The second book develops upon these classic theoretical frameworks but approaches them in a helpful manner. Rather than chapters on, for example, symbolic interactionism, Atkinson discusses the concepts with which we might approach an understanding of our field. These are dealt with under themes of “encounters”, “language and performance” and so on. This does make for a useful review and, much as in the first book, this is a welcome and readable resource for anyone undertaking ethnographic fieldwork. It also develops, and repeats, some of the warnings about grounded theory to be found in the first.

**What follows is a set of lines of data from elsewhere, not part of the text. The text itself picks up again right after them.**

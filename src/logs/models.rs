use crate::evaluator::{ConditionDetail, ErrorType};
use serde::{Deserialize, Deserializer, Serialize};

#[derive(Debug, Clone, Copy, PartialEq, Eq, Serialize, Deserialize)]
#[serde(rename_all = "lowercase")]
pub enum LogKind {
    Execution,
    Schedule,
    System,
}

#[derive(Debug, Clone, Copy, PartialEq, Eq, Serialize, Deserialize)]
#[serde(rename_all = "lowercase")]
pub enum LogStatus {
    Success,
    Failed,
    Partial,
    Skipped,
    #[serde(other)]
    Info,
}

impl From<crate::task::RunStatus> for LogStatus {
    fn from(status: crate::task::RunStatus) -> Self {
        use crate::task::RunStatus;
        match status {
            RunStatus::Success => LogStatus::Success,
            RunStatus::Failed => LogStatus::Failed,
            RunStatus::Partial => LogStatus::Partial,
            RunStatus::Running => LogStatus::Info,
        }
    }
}

/// Short task-scoped audit entry.
#[derive(Debug, Clone, PartialEq, Serialize, Deserialize)]
#[serde(rename_all = "camelCase")]
pub struct TaskLogEntry {
    pub id: String,
    pub timestamp: String,
    pub message: String,
    #[serde(rename = "type")]
    pub kind: LogKind,
    pub status: LogStatus,
    #[serde(default, skip_serializing_if = "Option::is_none")]
    pub execution_log_id: Option<String>,
}

/// One HTTP attempt.
#[derive(Debug, Clone, PartialEq, Serialize, Deserialize)]
#[serde(rename_all = "camelCase")]
pub struct DetailedLogEntry {
    pub request_id: String,
    pub timestamp: String,
    pub url: String,
    pub method: String,
    /// Zero when no response was received.
    pub status_code: u16,
    /// Milliseconds.
    pub response_time: u64,
    #[serde(default)]
    pub response: String,
    #[serde(default)]
    pub error: String,
    pub success: bool,
    #[serde(default)]
    pub success_condition_details: Option<ConditionDetail>,
    #[serde(default, deserialize_with = "lenient_error_type")]
    pub error_type: Option<ErrorType>,
    #[serde(default)]
    pub detailed_error: String,
}

/// Every attempt of one run plus its totals.
#[derive(Debug, Clone, PartialEq, Serialize, Deserialize)]
#[serde(rename_all = "camelCase")]
pub struct ExecutionLog {
    pub task_log_id: String,
    pub detailed_logs: Vec<DetailedLogEntry>,
    pub summary: String,
    pub total_requests: usize,
    pub success_count: usize,
    pub failed_count: usize,
    /// Seconds.
    pub duration: u64,
}

fn lenient_error_type<'de, D>(deserializer: D) -> Result<Option<ErrorType>, D::Error>
where
    D: Deserializer<'de>,
{
    let value: Option<String> = Option::deserialize(deserializer)?;
    Ok(match value.as_deref() {
        Some("network") => Some(ErrorType::Network),
        Some("parsing") => Some(ErrorType::Parsing),
        Some("condition") => Some(ErrorType::Condition),
        Some("http") => Some(ErrorType::Http),
        _ => None,
    })
}
use super::models::{RunStatus, Task, TaskPage};
use std::collections::HashMap;
use std::sync::{PoisonError, RwLock};

/// In-memory owner of every task. All mutation goes through its write lock;
/// callers only ever receive clones.
#[derive(Default)]
pub struct TaskStore {
    tasks: RwLock<HashMap<String, Task>>,
}

impl TaskStore {
    pub fn new() -> Self {
        Self::default()
    }

    /// Replaces the whole store. Running flags left over from a previous
    /// process are cleared since no run can survive a restart.
    pub fn load(&self, tasks: HashMap<String, Task>) {
        let mut guard = self.tasks.write().unwrap_or_else(PoisonError::into_inner);
        *guard = tasks;
        for task in guard.values_mut() {
            task.is_running = false;
            if task.last_run_status == Some(RunStatus::Running) {
                task.last_run_status = None;
            }
        }
    }

    pub fn get(&self, id: &str) -> Option<Task> {
        let guard = self.tasks.read().unwrap_or_else(PoisonError::into_inner);
        guard.get(id).cloned()
    }

    pub fn contains(&self, id: &str) -> bool {
        let guard = self.tasks.read().unwrap_or_else(PoisonError::into_inner);
        guard.contains_key(id)
    }

    pub fn len(&self) -> usize {
        let guard = self.tasks.read().unwrap_or_else(PoisonError::into_inner);
        guard.len()
    }

    pub fn is_empty(&self) -> bool {
        self.len() == 0
    }

    pub fn insert(&self, task: Task) {
        let mut guard = self.tasks.write().unwrap_or_else(PoisonError::into_inner);
        guard.insert(task.id.clone(), task);
    }

    /// Applies `f` to the task under the write lock and returns the result.
    pub fn update<F>(&self, id: &str, f: F) -> Option<Task>
    where
        F: FnOnce(&mut Task),
    {
        let mut guard = self.tasks.write().unwrap_or_else(PoisonError::into_inner);
        let task = guard.get_mut(id)?;
        f(task);
        Some(task.clone())
    }

    pub fn remove(&self, id: &str) -> Option<Task> {
        let mut guard = self.tasks.write().unwrap_or_else(PoisonError::into_inner);
        guard.remove(id)
    }

    pub fn snapshot(&self) -> HashMap<String, Task> {
        let guard = self.tasks.read().unwrap_or_else(PoisonError::into_inner);
        guard.clone()
    }

    /// Returns false when the task does not exist.
    pub fn set_running(&self, id: &str, running: bool) -> bool {
        self.update(id, |task| task.is_running = running).is_some()
    }

    pub fn is_running(&self, id: &str) -> bool {
        let guard = self.tasks.read().unwrap_or_else(PoisonError::into_inner);
        guard.get(id).map(|t| t.is_running).unwrap_or(false)
    }

    pub fn record_last_run(
        &self,
        id: &str,
        time: String,
        status: RunStatus,
        result: String,
    ) -> Option<Task> {
        self.update(id, |task| {
            task.last_run_time = Some(time);
            task.last_run_status = Some(status);
            task.last_run_result = Some(result);
        })
    }

    /// `page` is 1-based; a zero page or page size is treated as 1.
    pub fn page(&self, page: usize, page_size: usize) -> TaskPage {
        let page = page.max(1);
        let page_size = page_size.max(1);

        let mut tasks: Vec<Task> = {
            let guard = self.tasks.read().unwrap_or_else(PoisonError::into_inner);
            guard.values().cloned().collect()
        };
        tasks.sort_by(|a, b| {
            b.created_at
                .cmp(&a.created_at)
                .then_with(|| a.id.cmp(&b.id))
        });

        let total = tasks.len();
        let tasks = tasks
            .into_iter()
            .skip((page - 1).saturating_mul(page_size))
            .take(page_size)
            .collect();

        TaskPage {
            tasks,
            total,
            page,
            page_size,
        }
    }
}

#[cfg(test)]
mod tests {
    use super::*;
    use crate::task::TaskDraft;

    fn task(name: &str, created_at: i64) -> Task {
        TaskDraft {
            name: name.to_string(),
            url: "http://localhost".to_string(),
            times: 1,
            threads: 1,
            ..Default::default()
        }
        .into_task(created_at)
    }

    #[test]
    fn insert_get_update_remove() {
        let store = TaskStore::new();
        let t = task("a", 1);
        let id = t.id.clone();
        store.insert(t);

        assert!(store.contains(&id));
        let updated = store.update(&id, |t| t.times = 9).unwrap();
        assert_eq!(updated.times, 9);
        assert_eq!(store.get(&id).unwrap().times, 9);

        assert!(store.update("missing", |_| {}).is_none());
        assert!(store.remove(&id).is_some());
        assert!(store.is_empty());
    }

    #[test]
    fn load_clears_stale_running_state() {
        let mut t = task("a", 1);
        t.is_running = true;
        t.last_run_status = Some(RunStatus::Running);
        let id = t.id.clone();

        let store = TaskStore::new();
        store.load(HashMap::from([(id.clone(), t)]));

        let loaded = store.get(&id).unwrap();
        assert!(!loaded.is_running);
        assert_eq!(loaded.last_run_status, None);
    }

    #[test]
    fn pages_newest_first() {
        let store = TaskStore::new();
        for i in 0..5 {
            store.insert(task(&format!("t{i}"), i));
        }

        let first = store.page(1, 2);
        assert_eq!(first.total, 5);
        let names: Vec<_> = first.tasks.iter().map(|t| t.name.as_str()).collect();
        assert_eq!(names, vec!["t4", "t3"]);

        let last = store.page(3, 2);
        assert_eq!(last.tasks.len(), 1);
        assert_eq!(last.tasks[0].name, "t0");

        assert!(store.page(10, 2).tasks.is_empty());
        assert_eq!(store.page(0, 0).page, 1);
    }

    #[test]
    fn record_last_run_sets_all_fields() {
        let store = TaskStore::new();
        let t = task("a", 1);
        let id = t.id.clone();
        store.insert(t);

        store.record_last_run(
            &id,
            "2024-01-01 00:00:00".to_string(),
            RunStatus::Partial,
            "1/2".to_string(),
        );
        let t = store.get(&id).unwrap();
        assert_eq!(t.last_run_status, Some(RunStatus::Partial));
        assert_eq!(t.last_run_result.as_deref(), Some("1/2"));
    }
}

These restatements are helpful, in part as a resource but also as something to rebel against. There is something of the old, pale and male about the ideas presented. There is no proper exploration of feminist standpoint ethnographies or of autoethnographies. Furthermore, recent developments towards multispecies ethnography and netnography (heaven forbid, autonetnography) and their implications for “crafting ethnography” (the title of his fourth book), analytically and methodologically, are completely ignored. Sarah Pink scarcely appears. Dorothy Smith gets a passing mention. Arjan Appadurai appears in brief. Bruno Latour and actor-network theory get a paragraph. A reader would not learn of the contributions of Barbara Czarniawska or of Dvora Yanow, to pick just two. Autoethnographies are largely dismissed as introspection and autobiography (2015: p. 165), focussed too much on the experience of the ethnographer (2015: p. 22) and “inappropriately Romantic” (2015: p. 23). This is a little ironic given that, as we will discover in a future review of the third and fourth volumes in this quartet, Atkinson is not averse to a bit of navel gazing himself.

For these reviewers, further questions emerge as Atkinson treads ground outside the familiar “classics” of Western Europe, North America and, perhaps, Australasia. A sure-footed handler of symbolic interactionism reveals himself to be a little clumsy in engaging with non-Western thinking. He comments that “repeated studies have demonstrated that various forms of non-Western, indigenous reasoning are reasonable, given premises that are context specific” (2017: p. 112). That final clause suggests a lack of engagement with these ideas. He goes on to describe, no, dismiss them as “categorical”, “habitual” and “self-justifying” (2017: p. 113). Such a summary is hard to read now. Is it perhaps an indication of progress that, after only five or six years, we would hope and expect a reviewer of a proposal, or the reader of a draft to waive a red flag after these statements?

The two volumes are, as we suggested, a useful restatement of the classics and of a particular view of ethnography and of ethnographic analysis. Perhaps they mark a point in time after which we have acknowledged the need to go beyond these ways of bounding our fieldwork and analysis that restrict “the social” to humans-only, as Atkinson persistently does. With his many references to particular “classics” in the genre, there is also a tendency for Atkinson to suggest what belongs to the canon, the genuine heart of ethnography, as approved by the master craftsman himself. Perhaps these comments are unfair? To review so broad, a range of literature and fields is an enormous undertaking. Perhaps this was becoming evident to Atkinson. In his final sentence, he indicates the need for a third volume to “complete this trilogy” (2017: p. 173). We will return to review the two further volumes in what has become a quartet. Perhaps, though, there is room for something more, perhaps written by others?

Reference

Geertz, C. (1973), The Interpretation of Cultures, Basic Books, New York.